Dataset records:
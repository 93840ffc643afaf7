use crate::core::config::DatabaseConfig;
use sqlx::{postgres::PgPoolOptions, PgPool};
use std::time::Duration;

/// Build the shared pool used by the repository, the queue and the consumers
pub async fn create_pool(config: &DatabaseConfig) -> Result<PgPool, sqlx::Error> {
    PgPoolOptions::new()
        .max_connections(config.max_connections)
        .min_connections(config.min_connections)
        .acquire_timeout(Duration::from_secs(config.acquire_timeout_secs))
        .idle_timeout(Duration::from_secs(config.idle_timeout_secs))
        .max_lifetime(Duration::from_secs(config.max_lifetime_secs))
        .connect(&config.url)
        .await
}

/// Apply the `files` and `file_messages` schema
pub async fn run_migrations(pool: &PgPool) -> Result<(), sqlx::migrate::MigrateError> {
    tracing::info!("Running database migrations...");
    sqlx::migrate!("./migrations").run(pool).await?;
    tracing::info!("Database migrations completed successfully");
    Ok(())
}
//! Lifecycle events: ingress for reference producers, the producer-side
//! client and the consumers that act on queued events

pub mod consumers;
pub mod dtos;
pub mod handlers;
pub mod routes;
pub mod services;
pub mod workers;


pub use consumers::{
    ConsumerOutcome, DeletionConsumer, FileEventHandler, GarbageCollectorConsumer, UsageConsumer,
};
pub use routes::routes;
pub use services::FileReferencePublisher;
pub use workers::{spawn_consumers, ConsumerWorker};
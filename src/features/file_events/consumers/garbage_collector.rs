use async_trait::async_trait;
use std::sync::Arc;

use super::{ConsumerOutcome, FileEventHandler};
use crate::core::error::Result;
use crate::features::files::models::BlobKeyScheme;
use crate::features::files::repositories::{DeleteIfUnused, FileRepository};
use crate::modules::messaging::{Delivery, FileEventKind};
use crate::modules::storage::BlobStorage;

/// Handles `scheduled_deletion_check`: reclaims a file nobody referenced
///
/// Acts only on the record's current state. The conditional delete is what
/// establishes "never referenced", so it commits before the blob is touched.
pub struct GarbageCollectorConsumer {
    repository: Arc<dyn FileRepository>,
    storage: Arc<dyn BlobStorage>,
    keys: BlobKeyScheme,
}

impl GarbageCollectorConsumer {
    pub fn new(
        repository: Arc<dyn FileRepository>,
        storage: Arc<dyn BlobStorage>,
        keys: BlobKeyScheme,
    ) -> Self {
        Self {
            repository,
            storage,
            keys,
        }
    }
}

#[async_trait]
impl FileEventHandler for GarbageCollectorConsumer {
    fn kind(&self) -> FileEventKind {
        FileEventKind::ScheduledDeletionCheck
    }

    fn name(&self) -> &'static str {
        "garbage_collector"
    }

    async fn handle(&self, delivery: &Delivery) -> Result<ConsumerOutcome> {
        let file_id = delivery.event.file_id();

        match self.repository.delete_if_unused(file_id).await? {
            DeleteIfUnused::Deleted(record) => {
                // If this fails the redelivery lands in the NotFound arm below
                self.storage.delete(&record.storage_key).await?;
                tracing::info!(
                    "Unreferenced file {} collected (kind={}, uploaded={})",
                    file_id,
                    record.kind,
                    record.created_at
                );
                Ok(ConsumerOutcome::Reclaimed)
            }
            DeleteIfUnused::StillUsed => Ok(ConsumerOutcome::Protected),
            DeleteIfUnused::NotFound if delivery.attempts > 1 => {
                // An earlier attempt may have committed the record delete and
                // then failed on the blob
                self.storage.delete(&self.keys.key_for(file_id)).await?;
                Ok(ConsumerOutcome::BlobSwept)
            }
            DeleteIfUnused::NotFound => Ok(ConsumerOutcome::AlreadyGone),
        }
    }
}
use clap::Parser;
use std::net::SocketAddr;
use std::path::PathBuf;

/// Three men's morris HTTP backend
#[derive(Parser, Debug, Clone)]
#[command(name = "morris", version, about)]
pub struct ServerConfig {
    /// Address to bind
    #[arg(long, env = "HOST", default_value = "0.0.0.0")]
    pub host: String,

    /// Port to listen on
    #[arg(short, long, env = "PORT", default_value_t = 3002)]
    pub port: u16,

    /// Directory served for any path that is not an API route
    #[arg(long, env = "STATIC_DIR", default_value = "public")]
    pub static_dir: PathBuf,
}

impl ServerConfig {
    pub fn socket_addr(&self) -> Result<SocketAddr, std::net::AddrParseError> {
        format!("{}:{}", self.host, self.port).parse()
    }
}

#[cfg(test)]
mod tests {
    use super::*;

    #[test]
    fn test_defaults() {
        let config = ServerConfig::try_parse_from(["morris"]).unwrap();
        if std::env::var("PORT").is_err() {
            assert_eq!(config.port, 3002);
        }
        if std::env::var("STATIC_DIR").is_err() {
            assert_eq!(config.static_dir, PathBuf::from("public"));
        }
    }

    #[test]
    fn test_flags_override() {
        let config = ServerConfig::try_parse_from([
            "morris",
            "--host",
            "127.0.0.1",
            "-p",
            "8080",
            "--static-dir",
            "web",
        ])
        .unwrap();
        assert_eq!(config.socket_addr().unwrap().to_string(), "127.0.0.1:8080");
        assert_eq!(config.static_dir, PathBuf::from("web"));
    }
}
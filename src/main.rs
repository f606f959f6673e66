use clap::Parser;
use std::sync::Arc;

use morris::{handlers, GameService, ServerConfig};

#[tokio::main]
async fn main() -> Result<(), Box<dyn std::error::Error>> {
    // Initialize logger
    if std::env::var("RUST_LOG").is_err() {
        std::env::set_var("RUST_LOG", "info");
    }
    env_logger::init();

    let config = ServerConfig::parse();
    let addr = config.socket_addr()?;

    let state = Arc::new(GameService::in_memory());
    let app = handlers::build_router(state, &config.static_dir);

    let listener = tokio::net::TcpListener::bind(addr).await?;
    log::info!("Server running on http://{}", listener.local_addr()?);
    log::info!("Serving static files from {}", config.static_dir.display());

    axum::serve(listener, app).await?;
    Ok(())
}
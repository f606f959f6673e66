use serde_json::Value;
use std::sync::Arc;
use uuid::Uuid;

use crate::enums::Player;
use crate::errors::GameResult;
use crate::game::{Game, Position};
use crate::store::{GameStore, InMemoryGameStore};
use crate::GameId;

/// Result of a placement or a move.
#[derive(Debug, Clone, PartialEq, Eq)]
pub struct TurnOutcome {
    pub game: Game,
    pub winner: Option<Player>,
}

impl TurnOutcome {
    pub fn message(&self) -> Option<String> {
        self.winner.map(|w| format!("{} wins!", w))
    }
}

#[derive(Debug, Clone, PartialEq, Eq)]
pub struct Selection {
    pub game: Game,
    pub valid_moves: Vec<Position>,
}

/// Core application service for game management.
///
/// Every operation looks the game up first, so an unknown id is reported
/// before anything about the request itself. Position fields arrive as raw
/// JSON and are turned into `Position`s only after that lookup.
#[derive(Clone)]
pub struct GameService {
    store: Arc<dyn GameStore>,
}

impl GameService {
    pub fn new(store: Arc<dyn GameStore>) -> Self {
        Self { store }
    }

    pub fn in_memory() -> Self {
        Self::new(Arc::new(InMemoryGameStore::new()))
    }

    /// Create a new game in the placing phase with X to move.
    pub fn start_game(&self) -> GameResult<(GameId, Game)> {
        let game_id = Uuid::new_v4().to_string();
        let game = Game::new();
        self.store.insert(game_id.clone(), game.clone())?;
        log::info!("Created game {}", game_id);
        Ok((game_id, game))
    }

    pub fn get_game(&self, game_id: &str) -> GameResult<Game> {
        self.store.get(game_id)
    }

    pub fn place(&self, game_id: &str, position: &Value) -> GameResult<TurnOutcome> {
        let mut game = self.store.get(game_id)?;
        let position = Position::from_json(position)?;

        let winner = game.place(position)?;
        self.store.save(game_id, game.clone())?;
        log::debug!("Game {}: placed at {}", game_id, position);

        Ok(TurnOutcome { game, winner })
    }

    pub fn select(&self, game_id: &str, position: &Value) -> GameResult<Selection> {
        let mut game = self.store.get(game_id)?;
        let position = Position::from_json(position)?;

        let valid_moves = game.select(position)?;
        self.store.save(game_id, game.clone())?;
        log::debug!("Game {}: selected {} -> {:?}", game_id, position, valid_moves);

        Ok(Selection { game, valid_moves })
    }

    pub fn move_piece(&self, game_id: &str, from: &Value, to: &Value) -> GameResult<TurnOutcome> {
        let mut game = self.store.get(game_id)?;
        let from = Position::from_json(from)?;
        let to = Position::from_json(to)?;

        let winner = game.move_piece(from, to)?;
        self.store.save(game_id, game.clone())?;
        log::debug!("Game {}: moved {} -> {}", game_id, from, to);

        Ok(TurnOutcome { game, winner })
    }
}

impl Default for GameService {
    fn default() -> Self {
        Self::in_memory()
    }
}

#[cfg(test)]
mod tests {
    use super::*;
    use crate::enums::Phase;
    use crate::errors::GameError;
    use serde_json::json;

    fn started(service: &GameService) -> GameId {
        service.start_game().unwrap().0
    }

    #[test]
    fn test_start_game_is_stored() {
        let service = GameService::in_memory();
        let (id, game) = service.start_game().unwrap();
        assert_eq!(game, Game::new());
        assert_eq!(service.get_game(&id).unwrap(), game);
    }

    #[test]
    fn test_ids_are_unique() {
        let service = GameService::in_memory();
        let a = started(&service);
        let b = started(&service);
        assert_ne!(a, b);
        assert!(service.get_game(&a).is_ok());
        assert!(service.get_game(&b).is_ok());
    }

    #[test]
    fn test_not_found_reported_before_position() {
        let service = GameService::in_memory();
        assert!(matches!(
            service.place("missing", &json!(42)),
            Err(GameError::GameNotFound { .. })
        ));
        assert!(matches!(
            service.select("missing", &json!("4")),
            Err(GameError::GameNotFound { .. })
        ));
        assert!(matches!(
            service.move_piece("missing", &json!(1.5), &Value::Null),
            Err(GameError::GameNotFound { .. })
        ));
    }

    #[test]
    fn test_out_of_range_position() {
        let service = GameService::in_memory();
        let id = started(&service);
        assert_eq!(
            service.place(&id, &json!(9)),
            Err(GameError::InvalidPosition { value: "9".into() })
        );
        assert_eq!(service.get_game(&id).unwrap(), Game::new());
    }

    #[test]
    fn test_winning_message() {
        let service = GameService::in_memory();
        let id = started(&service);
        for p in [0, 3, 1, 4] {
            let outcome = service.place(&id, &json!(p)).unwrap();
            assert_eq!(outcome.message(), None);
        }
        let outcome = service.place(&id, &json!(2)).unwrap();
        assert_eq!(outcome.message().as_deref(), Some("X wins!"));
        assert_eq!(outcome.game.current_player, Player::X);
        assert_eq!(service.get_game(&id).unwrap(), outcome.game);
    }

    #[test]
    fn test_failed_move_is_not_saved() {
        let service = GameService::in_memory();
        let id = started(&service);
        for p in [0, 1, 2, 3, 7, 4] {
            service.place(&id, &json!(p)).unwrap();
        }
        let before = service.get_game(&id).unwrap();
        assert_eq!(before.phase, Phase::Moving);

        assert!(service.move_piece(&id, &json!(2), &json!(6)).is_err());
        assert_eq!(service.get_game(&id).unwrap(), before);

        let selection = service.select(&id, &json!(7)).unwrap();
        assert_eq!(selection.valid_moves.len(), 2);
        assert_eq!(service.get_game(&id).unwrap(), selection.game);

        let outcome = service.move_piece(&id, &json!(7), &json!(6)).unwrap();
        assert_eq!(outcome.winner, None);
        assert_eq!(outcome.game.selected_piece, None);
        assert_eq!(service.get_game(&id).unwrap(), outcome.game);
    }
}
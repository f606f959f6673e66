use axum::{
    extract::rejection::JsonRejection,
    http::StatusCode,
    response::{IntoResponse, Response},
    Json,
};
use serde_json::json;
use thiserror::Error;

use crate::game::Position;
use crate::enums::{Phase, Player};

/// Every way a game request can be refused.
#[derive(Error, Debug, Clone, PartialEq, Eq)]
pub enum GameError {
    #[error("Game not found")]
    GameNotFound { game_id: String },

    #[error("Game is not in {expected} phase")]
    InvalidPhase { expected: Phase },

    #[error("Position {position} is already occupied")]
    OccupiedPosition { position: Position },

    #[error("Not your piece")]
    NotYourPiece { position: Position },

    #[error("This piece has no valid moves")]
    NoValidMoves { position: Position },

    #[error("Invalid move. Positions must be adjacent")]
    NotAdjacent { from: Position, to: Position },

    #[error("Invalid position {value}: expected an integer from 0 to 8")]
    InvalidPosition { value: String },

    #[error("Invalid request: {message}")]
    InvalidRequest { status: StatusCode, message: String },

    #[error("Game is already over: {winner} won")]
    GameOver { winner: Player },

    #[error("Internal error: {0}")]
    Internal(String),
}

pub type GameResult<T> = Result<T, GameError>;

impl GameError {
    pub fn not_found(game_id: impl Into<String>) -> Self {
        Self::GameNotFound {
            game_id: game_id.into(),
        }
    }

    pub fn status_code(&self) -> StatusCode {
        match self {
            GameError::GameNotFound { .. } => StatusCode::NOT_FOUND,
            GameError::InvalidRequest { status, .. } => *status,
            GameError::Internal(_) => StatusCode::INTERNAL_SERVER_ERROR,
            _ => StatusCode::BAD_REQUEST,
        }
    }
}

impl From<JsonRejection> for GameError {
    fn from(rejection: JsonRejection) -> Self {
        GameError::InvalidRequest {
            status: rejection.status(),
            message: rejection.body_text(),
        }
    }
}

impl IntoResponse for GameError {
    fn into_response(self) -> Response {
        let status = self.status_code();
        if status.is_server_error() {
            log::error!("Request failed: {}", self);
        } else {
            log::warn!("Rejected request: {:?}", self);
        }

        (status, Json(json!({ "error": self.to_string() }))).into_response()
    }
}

* * *

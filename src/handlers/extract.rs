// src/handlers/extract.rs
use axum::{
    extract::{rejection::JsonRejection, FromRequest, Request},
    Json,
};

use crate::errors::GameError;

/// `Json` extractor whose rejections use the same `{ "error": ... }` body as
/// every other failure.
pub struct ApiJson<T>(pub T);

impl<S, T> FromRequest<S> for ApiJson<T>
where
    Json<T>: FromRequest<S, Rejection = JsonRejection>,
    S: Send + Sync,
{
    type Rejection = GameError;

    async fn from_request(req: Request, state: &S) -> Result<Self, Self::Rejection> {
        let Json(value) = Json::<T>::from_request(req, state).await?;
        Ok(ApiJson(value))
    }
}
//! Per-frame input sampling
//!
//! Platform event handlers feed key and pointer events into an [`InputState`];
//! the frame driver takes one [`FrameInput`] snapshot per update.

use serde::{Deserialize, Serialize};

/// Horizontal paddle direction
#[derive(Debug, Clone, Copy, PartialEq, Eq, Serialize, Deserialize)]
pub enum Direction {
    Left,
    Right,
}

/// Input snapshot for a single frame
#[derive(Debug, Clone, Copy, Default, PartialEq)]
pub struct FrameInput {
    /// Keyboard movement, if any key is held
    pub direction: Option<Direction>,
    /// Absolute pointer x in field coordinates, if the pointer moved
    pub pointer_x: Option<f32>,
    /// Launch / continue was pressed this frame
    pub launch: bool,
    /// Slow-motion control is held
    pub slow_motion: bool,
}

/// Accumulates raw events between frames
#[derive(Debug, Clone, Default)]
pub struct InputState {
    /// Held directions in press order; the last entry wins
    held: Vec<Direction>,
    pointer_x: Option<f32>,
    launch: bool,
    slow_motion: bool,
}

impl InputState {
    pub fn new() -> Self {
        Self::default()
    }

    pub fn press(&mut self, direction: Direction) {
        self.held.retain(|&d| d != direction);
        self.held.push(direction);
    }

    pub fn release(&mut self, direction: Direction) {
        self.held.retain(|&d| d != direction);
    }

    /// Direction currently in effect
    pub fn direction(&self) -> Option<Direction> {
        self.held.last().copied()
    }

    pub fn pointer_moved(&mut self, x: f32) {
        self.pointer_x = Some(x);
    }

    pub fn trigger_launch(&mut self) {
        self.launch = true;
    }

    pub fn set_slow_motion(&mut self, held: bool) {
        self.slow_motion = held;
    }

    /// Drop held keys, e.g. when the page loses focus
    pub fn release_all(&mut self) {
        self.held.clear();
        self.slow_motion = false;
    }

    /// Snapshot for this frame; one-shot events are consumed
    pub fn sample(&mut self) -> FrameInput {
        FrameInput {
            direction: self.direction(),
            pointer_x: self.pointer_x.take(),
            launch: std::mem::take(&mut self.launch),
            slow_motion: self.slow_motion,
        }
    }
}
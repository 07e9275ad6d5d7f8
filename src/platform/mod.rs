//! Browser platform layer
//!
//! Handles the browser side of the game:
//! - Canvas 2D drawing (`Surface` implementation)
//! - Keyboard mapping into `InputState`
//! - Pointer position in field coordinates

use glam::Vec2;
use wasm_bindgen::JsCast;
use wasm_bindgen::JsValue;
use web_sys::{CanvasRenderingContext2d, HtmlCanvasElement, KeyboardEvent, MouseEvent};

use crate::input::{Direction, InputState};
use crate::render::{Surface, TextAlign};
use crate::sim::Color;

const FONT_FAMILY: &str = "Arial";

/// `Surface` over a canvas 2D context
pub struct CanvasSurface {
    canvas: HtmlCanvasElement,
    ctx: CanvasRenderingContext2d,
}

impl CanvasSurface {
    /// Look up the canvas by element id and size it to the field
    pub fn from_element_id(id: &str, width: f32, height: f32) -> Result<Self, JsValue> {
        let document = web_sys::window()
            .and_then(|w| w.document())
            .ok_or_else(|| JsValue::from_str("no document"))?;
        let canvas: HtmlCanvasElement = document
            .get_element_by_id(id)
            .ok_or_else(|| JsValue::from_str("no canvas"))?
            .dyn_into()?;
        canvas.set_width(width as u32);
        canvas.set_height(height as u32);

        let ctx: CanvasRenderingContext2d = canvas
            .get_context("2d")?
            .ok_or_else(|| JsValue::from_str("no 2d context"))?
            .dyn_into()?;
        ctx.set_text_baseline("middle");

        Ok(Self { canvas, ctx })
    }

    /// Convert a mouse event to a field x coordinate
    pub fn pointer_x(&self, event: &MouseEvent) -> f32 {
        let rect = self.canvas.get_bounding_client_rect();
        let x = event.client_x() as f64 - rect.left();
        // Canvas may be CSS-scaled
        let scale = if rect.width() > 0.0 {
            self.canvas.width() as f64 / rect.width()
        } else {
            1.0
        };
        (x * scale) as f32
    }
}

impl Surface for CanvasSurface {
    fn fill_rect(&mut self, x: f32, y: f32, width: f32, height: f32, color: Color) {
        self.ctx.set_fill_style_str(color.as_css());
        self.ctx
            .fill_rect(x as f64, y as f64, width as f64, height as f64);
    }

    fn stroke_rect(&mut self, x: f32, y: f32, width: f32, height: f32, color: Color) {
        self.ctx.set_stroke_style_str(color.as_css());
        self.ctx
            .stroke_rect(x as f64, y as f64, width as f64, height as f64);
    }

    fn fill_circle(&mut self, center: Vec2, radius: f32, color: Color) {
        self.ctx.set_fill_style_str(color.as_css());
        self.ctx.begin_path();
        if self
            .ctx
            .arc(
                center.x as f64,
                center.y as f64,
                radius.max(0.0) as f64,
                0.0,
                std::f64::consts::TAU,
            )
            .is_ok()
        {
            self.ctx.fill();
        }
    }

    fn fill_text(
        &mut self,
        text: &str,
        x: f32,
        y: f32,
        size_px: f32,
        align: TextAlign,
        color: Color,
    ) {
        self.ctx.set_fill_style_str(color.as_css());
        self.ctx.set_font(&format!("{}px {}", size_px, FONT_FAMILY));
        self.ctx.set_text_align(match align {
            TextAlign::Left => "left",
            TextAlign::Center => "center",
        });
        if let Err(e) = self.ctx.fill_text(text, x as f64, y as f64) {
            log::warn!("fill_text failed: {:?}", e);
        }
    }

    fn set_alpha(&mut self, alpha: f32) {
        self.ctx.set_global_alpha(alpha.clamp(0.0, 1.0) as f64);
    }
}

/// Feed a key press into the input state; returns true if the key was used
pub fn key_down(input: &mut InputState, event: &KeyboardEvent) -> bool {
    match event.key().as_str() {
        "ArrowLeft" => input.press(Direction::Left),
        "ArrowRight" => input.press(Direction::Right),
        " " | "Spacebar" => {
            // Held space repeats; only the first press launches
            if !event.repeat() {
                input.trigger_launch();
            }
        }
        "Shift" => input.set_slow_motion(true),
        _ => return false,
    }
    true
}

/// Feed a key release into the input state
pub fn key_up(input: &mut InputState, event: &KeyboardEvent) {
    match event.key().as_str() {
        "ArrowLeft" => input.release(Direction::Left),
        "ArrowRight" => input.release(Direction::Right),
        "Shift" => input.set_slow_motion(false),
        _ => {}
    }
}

Your objective: Of the entries above, repeat exactly the lines between the line with "repository 93840ffc643afaf7" and the line with "queue and the consumers", inclusive, and no others.

Exercise output:
repository 93840ffc643afaf7
use crate::core::config::DatabaseConfig;
use sqlx::{postgres::PgPoolOptions, PgPool};
use std::time::Duration;

/// Build the shared pool used by the repository, the queue and the consumers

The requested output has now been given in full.